James Museum of Western & Wildlife Art

St. Petersburg, FL

The Story

Located in an urban center, the challenge was to adaptively reuse and transform a 1980s multipurpose office and parking structure into a vibrant 21st century museum. The museum, consisting of two levels, is essentially carved out of and inserted into the existing structure to create a space with ceilings high enough for galleries and maintain parking above.

The design’s abstract geometry evokes the west, with veined sandstone reflecting the coloration of Southwest canyons set against the turquoise of weathered copper. The museum entrance is signaled by the new 9-story high sandstone “Mesa”, through which visitors enter the two-story high “Arroyo” entry and sculpture hall, continuing the sandstone banding of the exterior. A museum café and retail store are to the left of the entry doors; to the right is a reception desk and doors to a flexible event space, seating a banquet of 400, and able to be split into two for separate functions, served by a fully equipped catering kitchen. A sloped-floor auditorium seats 129, equipped for film, panel discussions and musical presentations.
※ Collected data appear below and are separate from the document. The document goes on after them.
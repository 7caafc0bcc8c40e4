use std::sync::Arc;
use std::time::Duration;

use axum::http::StatusCode;
use axum_test::TestServer;
use cortexluma::AppState;
use cortexluma::config::{AppConfig, ChatConfig, DEFAULT_WELCOME_MESSAGE, ServerConfig};
use cortexluma::llm::{LlmDriver, LlmError, ScriptedDriver, ScriptedReply, Transport, TransportMode};
use cortexluma::server::router;
use cortexluma::session::{Message, Sender, SessionView, WELCOME_MESSAGE_ID};
use serde_json::{Value, json};

fn test_config(mode: TransportMode) -> Arc<AppConfig> {
    Arc::new(AppConfig {
        server: ServerConfig {
            port: 0,
            host: "127.0.0.1".to_string(),
        },
        chat: ChatConfig {
            mode,
            system_instruction: None,
            welcome_message: DEFAULT_WELCOME_MESSAGE.to_string(),
            append_error_message: true,
            session_idle_timeout_secs: 60,
        },
    })
}

fn test_app(driver: &Arc<ScriptedDriver>, mode: TransportMode) -> (TestServer, AppState) {
    let transport = Arc::new(Transport::with_driver(
        Arc::clone(driver) as Arc<dyn LlmDriver>,
        mode,
        None,
    ));
    let state = AppState::new(test_config(mode), transport, false);
    let server = TestServer::new(router(state.clone())).expect("Failed to start test server");
    (server, state)
}

/// Parse an SSE body into `(event name, data payload)` pairs.
fn parse_sse(body: &str) -> Vec<(String, Value)> {
    body.split("\n\n")
        .filter(|frame| !frame.trim().is_empty())
        .map(|frame| {
            let mut name = String::new();
            let mut data = String::new();
            for line in frame.lines() {
                if let Some(rest) = line.strip_prefix("event: ") {
                    name = rest.to_string();
                } else if let Some(rest) = line.strip_prefix("data: ") {
                    data.push_str(rest);
                }
            }
            let payload: Value = serde_json::from_str(&data).expect("invalid SSE payload");
            (name, payload)
        })
        .collect()
}

fn event_names(events: &[(String, Value)]) -> Vec<&str> {
    events.iter().map(|(name, _)| name.as_str()).collect()
}

#[tokio::test]
async fn test_index_renders_fresh_session_with_welcome() {
    let driver = Arc::new(ScriptedDriver::new());
    let (server, state) = test_app(&driver, TransportMode::Stream);

    let first = server.get("/").await;
    first.assert_status_ok();
    let html = first.text();
    assert!(html.contains("CortexLuma"));
    assert!(html.contains(WELCOME_MESSAGE_ID));
    assert!(html.contains(DEFAULT_WELCOME_MESSAGE));

    // Every page load gets its own session
    server.get("/").await.assert_status_ok();
    assert_eq!(state.sessions.len(), 2);
}

#[tokio::test]
async fn test_missing_credential_flag_reaches_page() {
    let driver = Arc::new(ScriptedDriver::new());
    let transport = Arc::new(Transport::with_driver(driver, TransportMode::Stream, None));
    let state = AppState::new(test_config(TransportMode::Stream), transport, true);
    let server = TestServer::new(router(state)).expect("Failed to start test server");

    let html = server.get("/").await.text();
    assert!(html.contains(r#"data-credential-missing="true""#));
}

#[tokio::test]
async fn test_health() {
    let driver = Arc::new(ScriptedDriver::new());
    let (server, _state) = test_app(&driver, TransportMode::Stream);

    let resp = server.get("/health").await;
    resp.assert_status_ok();
    assert_eq!(resp.json::<Value>()["status"], "ok");
}

#[tokio::test]
async fn test_streamed_turn_events() {
    let driver = Arc::new(ScriptedDriver::new());
    driver.push_fragments(["Why did ", "the chicken ", "cross the road?"]);
    let (server, state) = test_app(&driver, TransportMode::Stream);
    let session = state.sessions.create();

    let resp = server
        .post("/api/chat")
        .json(&json!({ "message": "Tell me a joke", "session_id": session.id() }))
        .await;
    resp.assert_status_ok();
    assert_eq!(
        resp.header("content-type").to_str().unwrap(),
        "text/event-stream"
    );

    let events = parse_sse(&resp.text());
    assert_eq!(
        event_names(&events),
        vec![
            "stream.start",
            "message.append",
            "loading",
            "message.append",
            "message.update",
            "message.update",
            "loading",
            "done",
        ]
    );
    assert_eq!(events[1].1["data"]["message"]["text"], "Tell me a joke");
    assert_eq!(events[3].1["data"]["message"]["text"], "Why did ");
    assert_eq!(events[4].1["data"]["text"], "Why did the chicken ");
    assert_eq!(
        events[5].1["data"]["text"],
        "Why did the chicken cross the road?"
    );

    let messages = session.messages();
    assert_eq!(messages.len(), 3);
    assert_eq!(messages[2].text, "Why did the chicken cross the road?");
}

#[tokio::test]
async fn test_chat_without_session_creates_one() {
    let driver = Arc::new(ScriptedDriver::new());
    driver.push_fragments(["Hi there!"]);
    let (server, state) = test_app(&driver, TransportMode::Whole);

    let resp = server
        .post("/api/chat")
        .json(&json!({ "message": "Hello" }))
        .await;
    resp.assert_status_ok();

    let events = parse_sse(&resp.text());
    let session_id = events[0].1["data"]["session_id"]
        .as_str()
        .expect("stream.start carries the session id")
        .to_string();

    let view: SessionView = server
        .get(&format!("/api/sessions/{session_id}"))
        .await
        .json();
    assert_eq!(view.messages.len(), 3);
    assert_eq!(view.messages[1].text, "Hello");
    assert_eq!(view.messages[2].text, "Hi there!");
    assert!(!view.is_loading);
    assert_eq!(view.error, None);
    assert_eq!(state.sessions.len(), 1);
}

#[tokio::test]
async fn test_failed_turn_reports_error() {
    let driver = Arc::new(ScriptedDriver::new());
    driver.push_error(LlmError::network("connection refused"));
    let (server, state) = test_app(&driver, TransportMode::Stream);
    let session = state.sessions.create();

    let resp = server
        .post("/api/chat")
        .json(&json!({ "message": "Hello", "session_id": session.id() }))
        .await;
    resp.assert_status_ok();

    let events = parse_sse(&resp.text());
    let (_, error) = events
        .iter()
        .find(|(name, _)| name == "error")
        .expect("error event");
    assert_eq!(error["data"]["message"], "An error occurred. Please try again.");
    assert_eq!(error["data"]["code"], "network");

    let view = session.view();
    assert_eq!(view.messages.len(), 3);
    assert_eq!(view.messages[2].sender, Sender::Model);
    assert!(view.messages[2].id.as_str().starts_with("error-"));
    assert!(!view.is_loading);
    assert!(view.error.is_some());
}

#[tokio::test]
async fn test_mid_stream_failure_keeps_one_model_entry() {
    let driver = Arc::new(ScriptedDriver::new());
    driver.push(ScriptedReply::FailAfter(
        vec!["partial ".to_string(), "answer".to_string()],
        LlmError::network("connection reset"),
    ));
    let (server, state) = test_app(&driver, TransportMode::Stream);
    let session = state.sessions.create();

    server
        .post("/api/chat")
        .json(&json!({ "message": "Hello", "session_id": session.id() }))
        .await
        .assert_status_ok();

    let messages = session.messages();
    assert_eq!(messages.len(), 3);
    assert_eq!(messages[2].sender, Sender::Model);
    assert_eq!(messages[2].text, "An error occurred. Please try again.");
}

#[tokio::test]
async fn test_empty_message_is_rejected() {
    let driver = Arc::new(ScriptedDriver::new());
    let (server, state) = test_app(&driver, TransportMode::Stream);
    let session = state.sessions.create();

    let resp = server
        .post("/api/chat")
        .json(&json!({ "message": "   ", "session_id": session.id() }))
        .await;
    resp.assert_status(StatusCode::BAD_REQUEST);
    assert!(resp.json::<Value>()["error"].is_string());

    assert_eq!(session.message_count(), 1);
    assert!(driver.recorded_requests().is_empty());
}

#[tokio::test]
async fn test_unknown_session_is_not_found() {
    let driver = Arc::new(ScriptedDriver::new());
    let (server, _state) = test_app(&driver, TransportMode::Stream);

    server
        .post("/api/chat")
        .json(&json!({ "message": "Hello", "session_id": "missing" }))
        .await
        .assert_status(StatusCode::NOT_FOUND);
}

#[tokio::test]
async fn test_swept_session_recovers_with_fresh_session() {
    let driver = Arc::new(ScriptedDriver::new());
    driver.push_fragments(["Hi again!"]);
    let (server, state) = test_app(&driver, TransportMode::Stream);

    server.get("/").await.assert_status_ok();
    let stale_id = state.sessions.list_ids().pop().expect("page created a session");

    tokio::time::sleep(Duration::from_millis(5)).await;
    assert_eq!(state.sessions.cleanup_expired_with_timeout(Duration::ZERO), 1);

    let resp = server
        .post("/api/chat")
        .json(&json!({ "message": "Hello", "session_id": stale_id }))
        .await;
    resp.assert_status(StatusCode::NOT_FOUND);
    assert!(resp.json::<Value>()["error"].is_string());

    // The page drops its stale id and resends without one
    let resp = server
        .post("/api/chat")
        .json(&json!({ "message": "Hello", "session_id": null }))
        .await;
    resp.assert_status_ok();

    let events = parse_sse(&resp.text());
    let fresh_id = events[0].1["data"]["session_id"]
        .as_str()
        .expect("stream.start carries the session id");
    assert_ne!(fresh_id, stale_id);
    assert_eq!(state.sessions.list_ids(), vec![fresh_id.to_string()]);
    assert_eq!(state.sessions.get(fresh_id).unwrap().last().unwrap().text, "Hi again!");
}

#[tokio::test]
async fn test_busy_session_is_conflict() {
    let driver = Arc::new(ScriptedDriver::new());
    let (server, state) = test_app(&driver, TransportMode::Stream);
    let session = state.sessions.create();

    let guard = session.begin_send().expect("session should be idle");
    server
        .post("/api/chat")
        .json(&json!({ "message": "Hello", "session_id": session.id() }))
        .await
        .assert_status(StatusCode::CONFLICT);
    drop(guard);

    assert_eq!(session.message_count(), 1);
    assert!(driver.recorded_requests().is_empty());
}

#[tokio::test]
async fn test_session_endpoints() {
    let driver = Arc::new(ScriptedDriver::new());
    let (server, _state) = test_app(&driver, TransportMode::Stream);

    let created = server.post("/api/sessions").await;
    created.assert_status(StatusCode::CREATED);
    let view: SessionView = created.json();
    assert_eq!(view.messages.len(), 1);
    assert_eq!(view.messages[0].id.as_str(), WELCOME_MESSAGE_ID);

    let list: Vec<Value> = server.get("/api/sessions").await.json();
    assert_eq!(list.len(), 1);
    assert_eq!(list[0]["id"], view.id.as_str());
    assert_eq!(list[0]["message_count"], 1);

    let messages: Vec<Message> = server
        .get(&format!("/api/sessions/{}/messages", view.id))
        .await
        .json();
    assert_eq!(messages, view.messages);

    server
        .delete(&format!("/api/sessions/{}", view.id))
        .await
        .assert_status(StatusCode::NO_CONTENT);
    server
        .get(&format!("/api/sessions/{}", view.id))
        .await
        .assert_status(StatusCode::NOT_FOUND);
    server
        .delete(&format!("/api/sessions/{}", view.id))
        .await
        .assert_status(StatusCode::NOT_FOUND);
}

#[tokio::test]
async fn test_reading_the_view_does_not_mutate() {
    let driver = Arc::new(ScriptedDriver::new());
    let (server, state) = test_app(&driver, TransportMode::Stream);
    let session = state.sessions.create();

    let path = format!("/api/sessions/{}", session.id());
    let first: SessionView = server.get(&path).await.json();
    let second: SessionView = server.get(&path).await.json();
    assert_eq!(first, second);
    assert_eq!(session.message_count(), 1);
}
A reflecting pool and high waterfall at the far end metaphorically carves the Arroyo, beckoning visitors to the elevators and stairs leading to the painting galleries upstairs. The large high-ceiling galleries feature diffused UV-filtered natural light on the north and east walls, using an innovative “light blade” reflector. Throughout, attention was paid to ensure easy maintenance, clear visitor flow, high security, and create spaces that generate potential museum rental revenue.

This project was completed by the St. Pete Design group, a joint-venture between Wannemacher Jensen Architects, Harvard Jolly Architecture and Yann Weymouth.


AIA Florida/Caribbean Honor Award of Excellence for Renovations and Additions (2019)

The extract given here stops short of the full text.